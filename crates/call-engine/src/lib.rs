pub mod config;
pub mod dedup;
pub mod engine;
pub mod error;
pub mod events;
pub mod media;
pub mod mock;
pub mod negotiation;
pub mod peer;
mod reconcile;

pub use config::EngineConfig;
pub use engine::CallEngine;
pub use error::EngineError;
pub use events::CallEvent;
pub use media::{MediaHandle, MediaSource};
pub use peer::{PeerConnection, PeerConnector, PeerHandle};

* * *

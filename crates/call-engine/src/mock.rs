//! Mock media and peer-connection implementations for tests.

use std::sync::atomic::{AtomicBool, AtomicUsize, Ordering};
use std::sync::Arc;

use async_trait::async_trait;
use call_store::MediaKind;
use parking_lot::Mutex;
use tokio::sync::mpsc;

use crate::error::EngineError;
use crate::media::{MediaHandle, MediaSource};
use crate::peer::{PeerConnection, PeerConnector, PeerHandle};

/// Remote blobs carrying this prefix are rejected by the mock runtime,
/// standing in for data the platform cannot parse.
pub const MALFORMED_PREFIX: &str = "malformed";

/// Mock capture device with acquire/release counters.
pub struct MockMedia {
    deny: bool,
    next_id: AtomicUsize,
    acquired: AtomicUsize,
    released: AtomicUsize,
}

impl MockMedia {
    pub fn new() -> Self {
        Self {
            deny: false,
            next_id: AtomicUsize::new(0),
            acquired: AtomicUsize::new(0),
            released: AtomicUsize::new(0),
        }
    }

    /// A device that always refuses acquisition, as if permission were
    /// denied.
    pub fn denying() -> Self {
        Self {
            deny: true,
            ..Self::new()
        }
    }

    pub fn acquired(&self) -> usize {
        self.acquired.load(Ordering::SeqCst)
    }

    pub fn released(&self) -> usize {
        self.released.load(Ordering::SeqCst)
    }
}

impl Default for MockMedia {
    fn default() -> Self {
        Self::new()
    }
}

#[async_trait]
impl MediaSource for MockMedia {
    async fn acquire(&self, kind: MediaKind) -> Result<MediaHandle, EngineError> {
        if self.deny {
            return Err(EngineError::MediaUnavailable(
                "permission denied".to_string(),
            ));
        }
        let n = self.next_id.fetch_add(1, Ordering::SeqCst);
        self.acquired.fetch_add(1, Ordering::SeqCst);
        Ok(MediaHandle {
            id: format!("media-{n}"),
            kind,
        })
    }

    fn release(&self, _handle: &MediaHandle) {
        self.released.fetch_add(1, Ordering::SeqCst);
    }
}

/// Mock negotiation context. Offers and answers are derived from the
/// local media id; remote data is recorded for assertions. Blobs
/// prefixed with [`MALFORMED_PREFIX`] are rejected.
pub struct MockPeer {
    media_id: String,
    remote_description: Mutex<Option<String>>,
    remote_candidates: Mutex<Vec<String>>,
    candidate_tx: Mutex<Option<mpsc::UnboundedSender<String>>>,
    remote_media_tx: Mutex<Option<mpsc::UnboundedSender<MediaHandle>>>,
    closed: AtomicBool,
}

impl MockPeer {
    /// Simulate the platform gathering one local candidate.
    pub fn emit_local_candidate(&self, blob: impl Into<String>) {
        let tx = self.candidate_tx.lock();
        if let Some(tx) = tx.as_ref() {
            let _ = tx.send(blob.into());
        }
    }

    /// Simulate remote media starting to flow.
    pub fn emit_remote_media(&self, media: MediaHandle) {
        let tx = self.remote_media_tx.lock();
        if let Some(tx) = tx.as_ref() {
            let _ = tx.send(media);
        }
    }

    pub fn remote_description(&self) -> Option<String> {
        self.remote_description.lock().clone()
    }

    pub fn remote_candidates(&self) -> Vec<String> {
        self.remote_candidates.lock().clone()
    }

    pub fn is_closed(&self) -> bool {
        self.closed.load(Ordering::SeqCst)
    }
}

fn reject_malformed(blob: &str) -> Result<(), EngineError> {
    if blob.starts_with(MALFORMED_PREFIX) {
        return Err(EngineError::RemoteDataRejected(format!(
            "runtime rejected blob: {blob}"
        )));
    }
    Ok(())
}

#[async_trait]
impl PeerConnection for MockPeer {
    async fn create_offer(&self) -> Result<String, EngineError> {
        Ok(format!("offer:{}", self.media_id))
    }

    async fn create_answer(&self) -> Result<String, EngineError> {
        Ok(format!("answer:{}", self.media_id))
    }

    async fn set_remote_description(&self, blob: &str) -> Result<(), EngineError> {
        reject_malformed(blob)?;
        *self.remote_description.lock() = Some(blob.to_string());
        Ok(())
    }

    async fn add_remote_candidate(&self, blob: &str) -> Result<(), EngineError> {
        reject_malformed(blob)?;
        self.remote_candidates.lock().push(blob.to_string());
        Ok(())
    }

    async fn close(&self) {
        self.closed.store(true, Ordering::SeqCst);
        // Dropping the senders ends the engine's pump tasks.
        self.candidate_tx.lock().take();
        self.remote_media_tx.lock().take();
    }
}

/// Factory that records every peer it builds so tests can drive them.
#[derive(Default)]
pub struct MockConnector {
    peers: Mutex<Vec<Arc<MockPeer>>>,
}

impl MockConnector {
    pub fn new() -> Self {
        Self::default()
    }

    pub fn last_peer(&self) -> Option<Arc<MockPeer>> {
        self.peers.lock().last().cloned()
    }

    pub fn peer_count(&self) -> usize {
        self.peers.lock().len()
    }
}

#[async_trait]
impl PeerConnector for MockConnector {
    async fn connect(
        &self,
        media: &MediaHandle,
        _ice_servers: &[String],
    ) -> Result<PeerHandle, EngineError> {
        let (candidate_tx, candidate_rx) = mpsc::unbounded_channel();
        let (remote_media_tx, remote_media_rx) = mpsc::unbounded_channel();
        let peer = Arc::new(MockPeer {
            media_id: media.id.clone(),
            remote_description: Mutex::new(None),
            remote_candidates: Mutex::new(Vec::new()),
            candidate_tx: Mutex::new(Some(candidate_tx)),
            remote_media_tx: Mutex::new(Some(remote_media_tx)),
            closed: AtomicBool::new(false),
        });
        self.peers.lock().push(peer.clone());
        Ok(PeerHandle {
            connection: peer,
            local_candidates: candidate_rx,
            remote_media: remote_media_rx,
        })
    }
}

==

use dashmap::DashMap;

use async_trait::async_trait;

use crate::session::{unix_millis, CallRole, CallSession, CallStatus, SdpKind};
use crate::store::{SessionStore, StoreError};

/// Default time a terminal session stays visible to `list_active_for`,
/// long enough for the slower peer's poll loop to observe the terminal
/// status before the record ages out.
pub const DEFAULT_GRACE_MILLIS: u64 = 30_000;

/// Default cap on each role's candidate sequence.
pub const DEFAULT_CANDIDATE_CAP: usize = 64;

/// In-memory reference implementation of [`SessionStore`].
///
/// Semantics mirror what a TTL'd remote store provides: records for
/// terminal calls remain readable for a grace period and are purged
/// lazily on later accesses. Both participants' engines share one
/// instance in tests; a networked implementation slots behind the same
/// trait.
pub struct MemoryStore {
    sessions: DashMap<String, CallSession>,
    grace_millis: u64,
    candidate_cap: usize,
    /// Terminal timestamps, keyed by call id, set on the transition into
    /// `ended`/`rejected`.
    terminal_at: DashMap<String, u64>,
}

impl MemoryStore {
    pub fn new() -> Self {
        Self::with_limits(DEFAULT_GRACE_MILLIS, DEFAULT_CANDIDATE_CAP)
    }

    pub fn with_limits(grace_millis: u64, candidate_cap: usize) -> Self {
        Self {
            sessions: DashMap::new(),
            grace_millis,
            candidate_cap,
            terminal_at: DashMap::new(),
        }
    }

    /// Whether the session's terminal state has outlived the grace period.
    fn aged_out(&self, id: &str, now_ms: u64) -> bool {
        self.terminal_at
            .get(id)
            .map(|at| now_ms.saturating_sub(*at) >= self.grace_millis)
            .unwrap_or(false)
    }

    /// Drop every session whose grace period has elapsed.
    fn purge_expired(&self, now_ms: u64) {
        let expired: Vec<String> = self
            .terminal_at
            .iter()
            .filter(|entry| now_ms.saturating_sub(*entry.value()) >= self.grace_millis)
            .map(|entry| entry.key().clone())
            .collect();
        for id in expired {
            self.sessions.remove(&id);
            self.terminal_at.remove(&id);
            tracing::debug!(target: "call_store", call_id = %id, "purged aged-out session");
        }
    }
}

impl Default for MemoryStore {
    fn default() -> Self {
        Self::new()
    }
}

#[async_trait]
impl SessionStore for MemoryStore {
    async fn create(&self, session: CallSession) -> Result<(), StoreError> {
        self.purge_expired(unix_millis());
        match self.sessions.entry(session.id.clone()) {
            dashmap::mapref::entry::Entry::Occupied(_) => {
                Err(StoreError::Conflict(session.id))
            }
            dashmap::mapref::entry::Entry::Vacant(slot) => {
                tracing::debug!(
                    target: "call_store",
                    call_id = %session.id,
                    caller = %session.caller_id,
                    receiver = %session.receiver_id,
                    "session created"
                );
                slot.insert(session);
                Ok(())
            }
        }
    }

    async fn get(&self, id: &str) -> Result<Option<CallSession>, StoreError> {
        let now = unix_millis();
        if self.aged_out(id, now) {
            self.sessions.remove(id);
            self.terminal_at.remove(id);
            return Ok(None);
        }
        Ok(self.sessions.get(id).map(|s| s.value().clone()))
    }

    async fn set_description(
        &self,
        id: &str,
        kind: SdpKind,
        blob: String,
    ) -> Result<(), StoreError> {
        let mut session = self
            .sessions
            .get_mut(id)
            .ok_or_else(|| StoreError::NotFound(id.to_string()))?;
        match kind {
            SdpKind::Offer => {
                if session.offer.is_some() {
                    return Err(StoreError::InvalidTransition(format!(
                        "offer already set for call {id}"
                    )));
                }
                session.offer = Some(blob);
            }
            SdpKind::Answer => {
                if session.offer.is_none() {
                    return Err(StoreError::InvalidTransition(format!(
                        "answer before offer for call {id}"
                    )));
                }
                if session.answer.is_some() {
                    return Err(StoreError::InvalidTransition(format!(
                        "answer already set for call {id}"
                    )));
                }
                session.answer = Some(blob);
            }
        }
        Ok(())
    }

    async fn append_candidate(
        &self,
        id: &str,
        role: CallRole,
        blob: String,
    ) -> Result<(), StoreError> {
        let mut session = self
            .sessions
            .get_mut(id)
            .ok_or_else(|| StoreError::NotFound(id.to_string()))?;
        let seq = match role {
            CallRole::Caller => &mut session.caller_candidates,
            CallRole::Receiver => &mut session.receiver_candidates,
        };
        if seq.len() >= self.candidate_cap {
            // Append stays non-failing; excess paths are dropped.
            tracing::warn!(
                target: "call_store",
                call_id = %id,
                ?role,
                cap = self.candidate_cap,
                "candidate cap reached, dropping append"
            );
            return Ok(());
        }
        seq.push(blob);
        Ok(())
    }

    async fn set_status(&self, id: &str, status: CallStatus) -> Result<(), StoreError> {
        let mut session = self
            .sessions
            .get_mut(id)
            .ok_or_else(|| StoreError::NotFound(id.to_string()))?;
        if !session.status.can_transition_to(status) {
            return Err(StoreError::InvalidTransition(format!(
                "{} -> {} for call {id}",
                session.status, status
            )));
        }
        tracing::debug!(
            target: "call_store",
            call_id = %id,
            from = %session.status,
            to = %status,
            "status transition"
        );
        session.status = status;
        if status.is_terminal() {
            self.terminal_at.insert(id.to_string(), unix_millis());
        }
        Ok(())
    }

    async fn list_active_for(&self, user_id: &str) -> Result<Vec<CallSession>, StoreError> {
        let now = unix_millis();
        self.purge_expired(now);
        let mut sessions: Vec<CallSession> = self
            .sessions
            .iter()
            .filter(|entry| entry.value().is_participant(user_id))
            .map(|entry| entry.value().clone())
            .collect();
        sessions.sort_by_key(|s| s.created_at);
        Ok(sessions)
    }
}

» BRIEF
Count the lines in the entries above that include the string "events", then give only that figure.

» RESPONSE
2